The bill improves independence and safety for people with visual impairments by requiring accessible home medical device interfaces, but it imposes design, compliance, and administrative costs that can raise prices, delay some product availability, and strain smaller manufacturers.
People who are blind or have low vision gain substantially improved access to home medical device controls and information, enabling more independent, private use of their devices.
Patients (including those with chronic conditions) experience safer, more reliable self-management because accessible interfaces reduce user errors, provide multiple confirmation methods, and make device information easier to perceive.
Manufacturers and the health ecosystem benefit from clearer regulatory timelines, training, and consistent accessibility expectations, which reduce compliance uncertainty and promote more uniform accessibility across new devices.
Manufacturers will likely incur design, testing, and compliance costs to meet accessibility requirements, which could raise device development expenses and contribute to higher prices for consumers or greater costs for taxpayers if supported by enforcement.
Regulatory requirements and redesign needs could delay market entry for some devices, reducing short-term availability of new home-use medical technologies and potentially limiting options for patients and providers.

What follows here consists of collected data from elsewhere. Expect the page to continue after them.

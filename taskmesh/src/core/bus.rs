use crate::core::{BusMsg, Envelope, LogicalClock, Lifecycle, MsgKind, PeerDirectory, Supervisor};
use crate::error::TaskmeshError;
use crate::testkit::LogLevel;
use crate::{debug, trace, warn};
use async_trait::async_trait;
use chrono::Utc;
use hashbrown::HashMap;
use parking_lot::{Mutex, RwLock};
use std::collections::BTreeSet;
use std::io;
use std::panic::{catch_unwind, AssertUnwindSafe};
use std::sync::atomic::{AtomicU64, Ordering};
use std::sync::Arc;
use std::time::Duration;
use tokio::sync::mpsc::{unbounded_channel, UnboundedReceiver, UnboundedSender};

pub const LOG_LEVEL: LogLevel = LogLevel::Info;
pub const MAX_UDP_PAYLOAD: usize = 65507;
const RECV_BACKOFF: Duration = Duration::from_millis(100);

/// The datagram service under a [`GroupBus`]. Delivery is best effort; a transport may drop,
/// duplicate or reorder, and must loop back the node's own datagrams or not, either is fine.
#[async_trait]
pub trait BusTransport: Send + Sync + 'static {
  async fn join(&self) -> io::Result<()>;
  fn leave(&self);
  async fn broadcast(&self, datagram: Vec<u8>) -> io::Result<()>;
  async fn recv(&self) -> io::Result<Vec<u8>>;
}

pub type Handler = Arc<dyn Fn(Envelope) + Send + Sync>;
pub type Observer = Arc<dyn Fn(&Envelope) + Send + Sync>;

#[derive(Clone, Copy, Debug, Default, PartialEq, Eq)]
pub struct BusStats {
  pub sent: u64,
  pub received: u64,
  pub malformed: u64,
  pub unhandled: u64,
}

/// Group messaging among coordinators, with one handler per message kind.
#[derive(Clone)]
pub struct GroupBus {
  inner: Arc<BusInner>,
}

struct BusInner {
  node_id: String,
  clock: Arc<LogicalClock>,
  transport: Arc<dyn BusTransport>,
  max_datagram: usize,
  sup: Supervisor,
  life: Lifecycle,
  outbound: Mutex<Option<UnboundedSender<Vec<u8>>>>,
  handlers: RwLock<HashMap<MsgKind, Handler>>,
  observers: RwLock<Vec<Observer>>,
  peers: PeerDirectory,
  sent: AtomicU64,
  received: AtomicU64,
  malformed: AtomicU64,
  unhandled: AtomicU64,
}

impl GroupBus {
  pub fn new(
    node_id: impl Into<String>,
    clock: Arc<LogicalClock>,
    transport: Arc<dyn BusTransport>,
    sup: Supervisor,
    peer_ttl: Duration,
    max_datagram: usize,
  ) -> GroupBus {
    GroupBus {
      inner: Arc::new(BusInner {
        node_id: node_id.into(),
        clock,
        transport,
        max_datagram: max_datagram.min(MAX_UDP_PAYLOAD),
        sup,
        life: Lifecycle::default(),
        outbound: Mutex::new(None),
        handlers: RwLock::new(HashMap::new()),
        observers: RwLock::new(Vec::new()),
        peers: PeerDirectory::new(peer_ttl),
        sent: AtomicU64::new(0),
        received: AtomicU64::new(0),
        malformed: AtomicU64::new(0),
        unhandled: AtomicU64::new(0),
      }),
    }
  }

  pub fn node_id(&self) -> &str {
    &self.inner.node_id
  }

  pub fn clock(&self) -> &Arc<LogicalClock> {
    &self.inner.clock
  }

  /// Joins the broadcast domain and starts the send and receive loops. Starting a running bus
  /// is a no-op.
  pub async fn start(&self) -> Result<(), TaskmeshError> {
    let token = match self.inner.life.begin(&self.inner.sup) {
      Some(token) => token,
      None => return Ok(()),
    };
    if let Err(e) = self.inner.transport.join().await {
      self.inner.life.end();
      return Err(e.into());
    }
    let (tx, rx) = unbounded_channel();
    *self.inner.outbound.lock() = Some(tx);
    self.inner.sup.spawn(token.clone(), send_loop(self.inner.clone(), rx));
    self.inner.sup.spawn(token, receive_loop(self.inner.clone()));
    debug!(LOG_LEVEL, node = %self.inner.node_id, "group bus started");
    Ok(())
  }

  /// Leaves the broadcast domain. Queued sends are discarded. Idempotent.
  pub fn stop(&self) {
    self.inner.outbound.lock().take();
    if self.inner.life.end() {
      self.inner.transport.leave();
      debug!(LOG_LEVEL, node = %self.inner.node_id, "group bus stopped");
    }
  }

  pub fn running(&self) -> bool {
    self.inner.life.running()
  }

  /// Stamps `msg` with a fresh logical timestamp and queues it for broadcast. Never blocks and
  /// never fails; problems are logged.
  pub fn send(&self, msg: BusMsg) {
    let env = Envelope {
      sender_id: self.inner.node_id.clone(),
      lamport: self.inner.clock.tick(),
      wall_millis: Utc::now().timestamp_millis(),
      msg,
    };
    let kind = env.msg.kind().wire_name();
    let bytes = match env.encode() {
      Ok(bytes) => bytes,
      Err(e) => {
        warn!(LOG_LEVEL, "cannot encode {}: {}", kind, e);
        return;
      }
    };
    if bytes.len() > self.inner.max_datagram {
      warn!(
        LOG_LEVEL,
        "{} is {} bytes, over the {} byte datagram limit; not sent",
        kind,
        bytes.len(),
        self.inner.max_datagram
      );
      return;
    }
    let queued = match self.inner.outbound.lock().as_ref() {
      Some(tx) => tx.send(bytes).is_ok(),
      None => false,
    };
    if !queued {
      trace!(LOG_LEVEL, "bus not running, {} discarded", kind);
    }
  }

  /// Registers the handler for `kind`, replacing any previous one.
  pub fn on_message<F>(&self, kind: MsgKind, handler: F)
  where
    F: Fn(Envelope) + Send + Sync + 'static,
  {
    if self.inner.handlers.write().insert(kind, Arc::new(handler)).is_some() {
      trace!(LOG_LEVEL, "handler for {} replaced", kind.wire_name());
    }
  }

  /// Registers a tap that sees every accepted envelope, synchronously, before dispatch.
  pub fn add_observer<F>(&self, observer: F)
  where
    F: Fn(&Envelope) + Send + Sync + 'static,
  {
    self.inner.observers.write().push(Arc::new(observer));
  }

  pub fn live_peers(&self) -> BTreeSet<String> {
    self.inner.peers.live_peers()
  }

  /// Drops peers that went silent for longer than the peer TTL.
  pub fn prune_peers(&self) -> usize {
    let pruned = self.inner.peers.prune();
    for peer in &pruned {
      debug!(LOG_LEVEL, "{} silent for over {:?}, dropped", peer, self.inner.peers.ttl());
    }
    pruned.len()
  }

  pub fn forget_peer(&self, node_id: &str) {
    self.inner.peers.forget(node_id);
  }

  pub fn stats(&self) -> BusStats {
    BusStats {
      sent: self.inner.sent.load(Ordering::Relaxed),
      received: self.inner.received.load(Ordering::Relaxed),
      malformed: self.inner.malformed.load(Ordering::Relaxed),
      unhandled: self.inner.unhandled.load(Ordering::Relaxed),
    }
  }

  /// Runs one datagram through decode and dispatch as if it came off the wire.
  pub fn inject(&self, datagram: &[u8]) {
    self.inner.accept(datagram);
  }
}

impl BusInner {
  fn accept(&self, datagram: &[u8]) {
    let env = match Envelope::decode(datagram) {
      Ok(env) => env,
      Err(TaskmeshError::UnknownMessageKind(tipo)) => {
        self.unhandled.fetch_add(1, Ordering::Relaxed);
        trace!(LOG_LEVEL, "dropping unknown message kind {}", tipo);
        return;
      }
      Err(e) => {
        self.malformed.fetch_add(1, Ordering::Relaxed);
        debug!(LOG_LEVEL, "dropping datagram: {}", e);
        return;
      }
    };
    if env.sender_id == self.node_id {
      return;
    }
    self.clock.observe(env.lamport);
    self.peers.seen(&env.sender_id);
    self.received.fetch_add(1, Ordering::Relaxed);

    let observers = self.observers.read().clone();
    for observer in observers {
      if catch_unwind(AssertUnwindSafe(|| observer(&env))).is_err() {
        warn!(LOG_LEVEL, "bus observer panicked on {}", env.msg.kind().wire_name());
      }
    }

    let kind = env.msg.kind();
    let handler = self.handlers.read().get(&kind).cloned();
    match handler {
      Some(handler) => self.sup.spawn_detached(async move {
        let from = env.sender_id.clone();
        if catch_unwind(AssertUnwindSafe(|| handler(env))).is_err() {
          warn!(LOG_LEVEL, "handler for {} from {} panicked", kind.wire_name(), from);
        }
      }),
      None => {
        self.unhandled.fetch_add(1, Ordering::Relaxed);
        trace!(LOG_LEVEL, "no handler for {} from {}", kind.wire_name(), env.sender_id);
      }
    }
  }
}

async fn send_loop(inner: Arc<BusInner>, mut rx: UnboundedReceiver<Vec<u8>>) {
  while let Some(datagram) = rx.recv().await {
    match inner.transport.broadcast(datagram).await {
      Ok(()) => {
        inner.sent.fetch_add(1, Ordering::Relaxed);
      }
      Err(e) => debug!(LOG_LEVEL, "bus send failed: {}", e),
    }
  }
}

async fn receive_loop(inner: Arc<BusInner>) {
  loop {
    match inner.transport.recv().await {
      Ok(datagram) => inner.accept(&datagram),
      Err(e) => {
        debug!(LOG_LEVEL, "bus receive failed: {}", e);
        tokio::time::sleep(RECV_BACKOFF).await;
      }
    }
  }
}

#[cfg(test)]
use crate::core::{PeerHeartbeat, SyncRequest};
#[cfg(test)]
use crate::testkit::LocalHub;

#[cfg(test)]
fn test_bus(hub: &Arc<LocalHub>, id: &str, sup: &Supervisor) -> GroupBus {
  GroupBus::new(
    id,
    Arc::new(LogicalClock::new()),
    hub.transport(id),
    sup.clone(),
    Duration::from_secs(30),
    MAX_UDP_PAYLOAD,
  )
}

#[tokio::test]
async fn test_dispatch_by_kind_and_clock_folding() {
  let hub = LocalHub::new();
  let sup = Supervisor::new();
  let a = test_bus(&hub, "a", &sup);
  let b = test_bus(&hub, "b", &sup);
  let (tx, mut rx) = unbounded_channel();
  b.on_message(MsgKind::BackupHeartbeat, move |env| {
    let _ = tx.send(env);
  });
  let own = Arc::new(AtomicU64::new(0));
  let own_hits = own.clone();
  a.on_message(MsgKind::BackupHeartbeat, move |_| {
    own_hits.fetch_add(1, Ordering::SeqCst);
  });
  a.start().await.unwrap();
  b.start().await.unwrap();

  for _ in 0..5 {
    a.clock().tick();
  }
  a.send(BusMsg::BackupHeartbeat(PeerHeartbeat { from: "a".to_string(), to: "b".to_string() }));
  let env = rx.recv().await.unwrap();
  assert_eq!(env.sender_id, "a");
  assert_eq!(env.lamport, 6);
  assert!(b.clock().peek() >= 7);
  assert_eq!(b.live_peers(), maplit::btreeset! {"a".to_string()});
  assert_eq!(own.load(Ordering::SeqCst), 0);
  assert!(sup.shutdown(Duration::from_secs(1)).await);
}

#[tokio::test]
async fn test_panicking_handler_does_not_stop_receive_loop() {
  let hub = LocalHub::new();
  let sup = Supervisor::new();
  let a = test_bus(&hub, "a", &sup);
  let b = test_bus(&hub, "b", &sup);
  b.on_message(MsgKind::DataSyncRequest, |_| panic!("boom"));
  let (tx, mut rx) = unbounded_channel();
  b.on_message(MsgKind::HeartbeatResponse, move |env| {
    let _ = tx.send(env.lamport);
  });
  a.start().await.unwrap();
  b.start().await.unwrap();
  a.send(BusMsg::DataSyncRequest(SyncRequest { requester_id: "a".to_string() }));
  a.send(BusMsg::HeartbeatResponse(PeerHeartbeat { from: "a".to_string(), to: "b".to_string() }));
  assert_eq!(rx.recv().await, Some(2));
  assert!(sup.shutdown(Duration::from_secs(1)).await);
}

#[tokio::test]
async fn test_last_registration_wins_and_unknown_is_dropped() {
  let hub = LocalHub::new();
  let sup = Supervisor::new();
  let b = test_bus(&hub, "b", &sup);
  let (tx1, mut rx1) = unbounded_channel::<u8>();
  let (tx2, mut rx2) = unbounded_channel::<u8>();
  b.on_message(MsgKind::DataSyncRequest, move |_| {
    let _ = tx1.send(1);
  });
  b.on_message(MsgKind::DataSyncRequest, move |_| {
    let _ = tx2.send(2);
  });
  b.inject(br#"{"remetenteId":"x","tipo":"FILE_LOCK","dados":{},"timestampLamport":3}"#);
  b.inject(b"garbage");
  b.inject(br#"{"remetenteId":"x","tipo":"DATA_SYNC_REQUEST","dados":{"solicitanteId":"x"},"timestampLamport":4}"#);
  assert_eq!(rx2.recv().await, Some(2));
  assert!(rx1.try_recv().is_err());
  let stats = b.stats();
  assert_eq!(stats.received, 1);
  assert_eq!(stats.malformed, 1);
  assert_eq!(stats.unhandled, 1);
  assert_eq!(b.clock().peek(), 5);
  assert!(sup.shutdown(Duration::from_secs(1)).await);
}

#[tokio::test]
async fn test_stop_is_idempotent_and_silences_sends() {
  let hub = LocalHub::new();
  let sup = Supervisor::new();
  let a = test_bus(&hub, "a", &sup);
  a.start().await.unwrap();
  assert_eq!(hub.member_count(), 1);
  a.stop();
  a.stop();
  assert!(!a.running());
  assert_eq!(hub.member_count(), 0);
  a.send(BusMsg::DataSyncRequest(SyncRequest { requester_id: "a".to_string() }));
  a.start().await.unwrap();
  assert!(a.running());
  assert_eq!(hub.member_count(), 1);
  assert!(sup.shutdown(Duration::from_secs(1)).await);
}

Smaller manufacturers may struggle with meeting compliance deadlines or proving undue hardship, putting them at a competitive disadvantage relative to larger firms and potentially reducing market competition.

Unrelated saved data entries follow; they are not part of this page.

use crate::cluster::{LeaderCell, ReplicationConfig, Role, RoleCell};
use crate::core::{BusMsg, FullState, GroupBus, Lifecycle, MsgKind, Supervisor, SyncRequest};
use crate::error::TaskmeshError;
use crate::tasks::{TaskStore, TaskTable, WorkDistributor};
use crate::testkit::LogLevel;
use crate::{debug, info, trace, warn};
use parking_lot::RwLock;
use std::sync::atomic::{AtomicU64, Ordering};
use std::sync::Arc;
use tokio::time::{interval, sleep, MissedTickBehavior};

pub const LOG_LEVEL: LogLevel = LogLevel::Info;

#[derive(Clone, Copy, Debug, Default, PartialEq, Eq)]
pub struct ReplicationStats {
  pub pushed: u64,
  pub pulled: u64,
  pub accepted: u64,
  pub rejected: u64,
  pub stale: u64,
}

/// Ships the task table from the active coordinator to standbys and keeps the last good copy.
#[derive(Clone)]
pub struct StateReplicator {
  inner: Arc<ReplInner>,
}

struct ReplInner {
  bus: GroupBus,
  role: RoleCell,
  leader: LeaderCell,
  distributor: Arc<WorkDistributor>,
  replica: TaskStore,
  latest: RwLock<Option<TaskTable>>,
  config: ReplicationConfig,
  sup: Supervisor,
  life: Lifecycle,
  pushed: AtomicU64,
  pulled: AtomicU64,
  accepted: AtomicU64,
  rejected: AtomicU64,
  stale: AtomicU64,
}

impl StateReplicator {
  pub fn new(
    bus: GroupBus,
    role: RoleCell,
    leader: LeaderCell,
    distributor: Arc<WorkDistributor>,
    config: ReplicationConfig,
    sup: Supervisor,
  ) -> StateReplicator {
    let replica = TaskStore::with_backup(config.replica_file.clone());
    StateReplicator {
      inner: Arc::new(ReplInner {
        bus,
        role,
        leader,
        distributor,
        replica,
        latest: RwLock::new(None),
        config,
        sup,
        life: Lifecycle::default(),
        pushed: AtomicU64::new(0),
        pulled: AtomicU64::new(0),
        accepted: AtomicU64::new(0),
        rejected: AtomicU64::new(0),
        stale: AtomicU64::new(0),
      }),
    }
  }

  pub fn install(&self) {
    let me = self.clone();
    self.inner.bus.on_message(MsgKind::DataSync, move |env| {
      if let BusMsg::DataSync(state) = env.msg {
        me.on_full_state(&env.sender_id, state);
      }
    });
    let me = self.clone();
    self.inner.bus.on_message(MsgKind::SyncNow, move |env| {
      if let BusMsg::SyncNow(state) = env.msg {
        me.on_full_state(&env.sender_id, state);
      }
    });
    let me = self.clone();
    self.inner.bus.on_message(MsgKind::DataSyncRequest, move |env| {
      if me.inner.role.is(Role::Active) {
        debug!(LOG_LEVEL, "state requested by {}", env.sender_id);
        me.push_full();
      }
    });
  }

  /// Starts the periodic push/pull timer and the push-on-mutation watcher.
  pub fn start(&self) {
    let token = match self.inner.life.begin(&self.inner.sup) {
      Some(token) => token,
      None => return,
    };
    let me = self.clone();
    self.inner.sup.spawn(token.clone(), async move {
      let mut push = interval(me.inner.config.push_interval);
      let mut pull = interval(me.inner.config.pull_interval);
      push.set_missed_tick_behavior(MissedTickBehavior::Delay);
      pull.set_missed_tick_behavior(MissedTickBehavior::Delay);
      push.tick().await;
      pull.tick().await;
      loop {
        tokio::select! {
          _ = push.tick() => {
            me.push_full();
          }
          _ = pull.tick() => {
            me.pull_on_demand();
          }
        }
      }
    });
    let me = self.clone();
    let mut changes = self.inner.distributor.subscribe();
    self.inner.sup.spawn(token, async move {
      while changes.changed().await.is_ok() {
        sleep(me.inner.config.immediate_debounce).await;
        changes.borrow_and_update();
        me.push_now();
      }
    });
  }

  pub fn stop(&self) {
    self.inner.life.end();
  }

  fn state(&self) -> FullState {
    FullState { leader_id: self.inner.bus.node_id().to_string(), table: self.inner.distributor.table() }
  }

  /// Broadcasts the full table. Only the active coordinator pushes; elsewhere returns false.
  pub fn push_full(&self) -> bool {
    if !self.inner.role.is(Role::Active) {
      return false;
    }
    let state = self.state();
    trace!(LOG_LEVEL, "pushing {} tasks", state.table.tasks.len());
    self.inner.bus.send(BusMsg::DataSync(state));
    self.inner.pushed.fetch_add(1, Ordering::Relaxed);
    true
  }

  /// Immediate push after a mutation.
  pub fn push_now(&self) -> bool {
    if !self.inner.role.is(Role::Active) {
      return false;
    }
    self.inner.bus.send(BusMsg::SyncNow(self.state()));
    self.inner.pushed.fetch_add(1, Ordering::Relaxed);
    true
  }

  /// Asks the active coordinator for a push. Only standbys ask.
  pub fn pull_on_demand(&self) -> bool {
    if self.inner.role.is(Role::Active) {
      return false;
    }
    self.inner.bus.send(BusMsg::DataSyncRequest(SyncRequest {
      requester_id: self.inner.bus.node_id().to_string(),
    }));
    self.inner.pulled.fetch_add(1, Ordering::Relaxed);
    true
  }

  /// Accepts a pushed table on a standby. Invalid tables are rejected and the previous replica
  /// is kept. A standby only takes tables from the leader it follows, so a former primary cannot
  /// overwrite the replica. While this node is being promoted the table also goes straight into
  /// the distributor.
  pub fn on_full_state(&self, sender: &str, state: FullState) -> bool {
    let role = self.inner.role.get();
    if role == Role::Active {
      debug!(LOG_LEVEL, "ignoring state from {} while active", sender);
      return false;
    }
    if state.leader_id != sender || (role == Role::Standby && !self.inner.leader.is(sender)) {
      self.inner.stale.fetch_add(1, Ordering::Relaxed);
      debug!(
        LOG_LEVEL,
        "ignoring state from {} (claims {}), following {}",
        sender,
        state.leader_id,
        self.inner.leader.get()
      );
      return false;
    }
    if let Err(e) = state.table.validate() {
      self.inner.rejected.fetch_add(1, Ordering::Relaxed);
      warn!(LOG_LEVEL, "data integrity: state from {} rejected, keeping previous replica: {}", sender, e);
      return false;
    }
    if let Err(e) = self.inner.replica.save(&state.table) {
      warn!(LOG_LEVEL, "cannot write replica {}: {}", self.inner.replica.path().display(), e);
    }
    let count = state.table.tasks.len();
    *self.inner.latest.write() = Some(state.table.clone());
    self.inner.accepted.fetch_add(1, Ordering::Relaxed);
    debug!(LOG_LEVEL, "replica updated from {}: {} tasks", sender, count);
    if role == Role::Electing {
      info!(LOG_LEVEL, "loading replica from {} during promotion", sender);
      self.inner.distributor.load(state.table);
    }
    true
  }

  /// The last accepted table, from memory or else from the replica file.
  pub fn latest_replica(&self) -> Result<TaskTable, TaskmeshError> {
    if let Some(table) = self.inner.latest.read().clone() {
      return Ok(table);
    }
    if !self.inner.replica.exists() {
      return Err(TaskmeshError::MissingReplica);
    }
    let table = self.inner.replica.load()?;
    table.validate()?;
    Ok(table)
  }

  pub fn stats(&self) -> ReplicationStats {
    ReplicationStats {
      pushed: self.inner.pushed.load(Ordering::Relaxed),
      pulled: self.inner.pulled.load(Ordering::Relaxed),
      accepted: self.inner.accepted.load(Ordering::Relaxed),
      rejected: self.inner.rejected.load(Ordering::Relaxed),
      stale: self.inner.stale.load(Ordering::Relaxed),
    }
  }
}

#[cfg(test)]
use crate::core::LogicalClock;
#[cfg(test)]
use crate::testkit::LocalHub;
#[cfg(test)]
use std::time::Duration;

#[cfg(test)]
fn standby(dir: &std::path::Path) -> (StateReplicator, Arc<WorkDistributor>, RoleCell) {
  let clock = Arc::new(LogicalClock::new());
  let sup = Supervisor::new();
  let bus = GroupBus::new("b", clock.clone(), LocalHub::new().transport("b"), sup.clone(), Duration::from_secs(30), 65507);
  let dist = Arc::new(WorkDistributor::new(clock, "p"));
  let role = RoleCell::new(Role::Standby);
  let cfg = ReplicationConfig { replica_file: dir.join("tarefas_backup.json"), ..ReplicationConfig::default() };
  (StateReplicator::new(bus, role.clone(), LeaderCell::new("p"), dist.clone(), cfg, sup), dist, role)
}

#[cfg(test)]
fn table_with(titles: &[&str]) -> TaskTable {
  let source = WorkDistributor::new(Arc::new(LogicalClock::new()), "p");
  for t in titles {
    source.submit(*t, "");
  }
  source.table()
}

#[test]
fn test_invalid_state_keeps_previous_replica() {
  let dir = tempfile::tempdir().unwrap();
  let (repl, dist, _) = standby(dir.path());
  assert!(matches!(repl.latest_replica(), Err(TaskmeshError::MissingReplica)));

  let good = table_with(&["A", "B"]);
  assert!(repl.on_full_state("p", FullState { leader_id: "p".to_string(), table: good.clone() }));
  assert_eq!(repl.latest_replica().unwrap(), good);

  let mut bad = table_with(&["C"]);
  bad.tasks[0].title.clear();
  assert!(!repl.on_full_state("p", FullState { leader_id: "p".to_string(), table: bad }));
  assert_eq!(repl.latest_replica().unwrap(), good);
  assert_eq!(TaskStore::new(dir.path().join("tarefas_backup.json")).load().unwrap(), good);
  assert_eq!(repl.stats().rejected, 1);
  assert_eq!(repl.stats().accepted, 1);
  // a standby only stores the replica
  assert!(dist.tasks().is_empty());
}

#[test]
fn test_replica_survives_restart_and_loads_while_electing() {
  let dir = tempfile::tempdir().unwrap();
  let good = table_with(&["A"]);
  {
    let (repl, _, _) = standby(dir.path());
    repl.on_full_state("p", FullState { leader_id: "p".to_string(), table: good.clone() });
  }
  let (repl, dist, role) = standby(dir.path());
  assert_eq!(repl.latest_replica().unwrap(), good);

  assert!(role.transition(Role::Standby, Role::Electing));
  let newer = table_with(&["A", "B"]);
  assert!(repl.on_full_state("p", FullState { leader_id: "p".to_string(), table: newer }));
  assert_eq!(dist.tasks().len(), 2);
}

#[tokio::test]
async fn test_push_and_pull_respect_role() {
  let dir = tempfile::tempdir().unwrap();
  let (repl, _, role) = standby(dir.path());
  assert!(!repl.push_full());
  assert!(repl.pull_on_demand());
  assert!(role.transition(Role::Standby, Role::Electing));
  assert!(role.transition(Role::Electing, Role::Active));
  assert!(repl.push_full());
  assert!(repl.push_now());
  assert!(!repl.pull_on_demand());
  assert!(!repl.on_full_state("x", FullState { leader_id: "x".to_string(), table: table_with(&["A"]) }));
  assert_eq!(repl.stats(), ReplicationStats { pushed: 2, pulled: 1, accepted: 0, rejected: 0, stale: 0 });
}

#[test]
fn test_standby_ignores_state_from_former_leader() {
  let dir = tempfile::tempdir().unwrap();
  let (repl, _, _) = standby(dir.path());
  let good = table_with(&["A"]);
  assert!(repl.on_full_state("p", FullState { leader_id: "p".to_string(), table: good.clone() }));

  let old = table_with(&["X", "Y"]);
  assert!(!repl.on_full_state("old", FullState { leader_id: "old".to_string(), table: old.clone() }));
  assert!(!repl.on_full_state("old", FullState { leader_id: "p".to_string(), table: old }));
  assert_eq!(repl.latest_replica().unwrap(), good);
  assert_eq!(repl.stats().stale, 2);
  assert_eq!(repl.stats().rejected, 0);
}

Based on analysis of 3 sections of legislative text.
Requires HHS to set nonvisual accessibility standards for user interfaces of certain Class II and III medical devices and deems noncompliant covered devices adulterated unless waived.
Introduced September 26, 2025 by Janice D. Schakowsky · Last progress September 26, 2025
Requires the Department of Health and Human Services to create and enforce standards that make the user interfaces of many Class II and III medical devices nonvisually accessible for people who are blind or have low vision. The agency must propose rules within 1 year, finalize them within 2 years, and the final rule becomes effective one year after publication; devices cleared, granted, or approved after that effective date must meet the standards or receive a waiver, or they are treated as adulterated. The law directs HHS to consult accessibility experts and blind/low‑vision individuals, provide manufacturer compliance training, and allow waivers where meeting the standard would cause a fundamental alteration or undue hardship.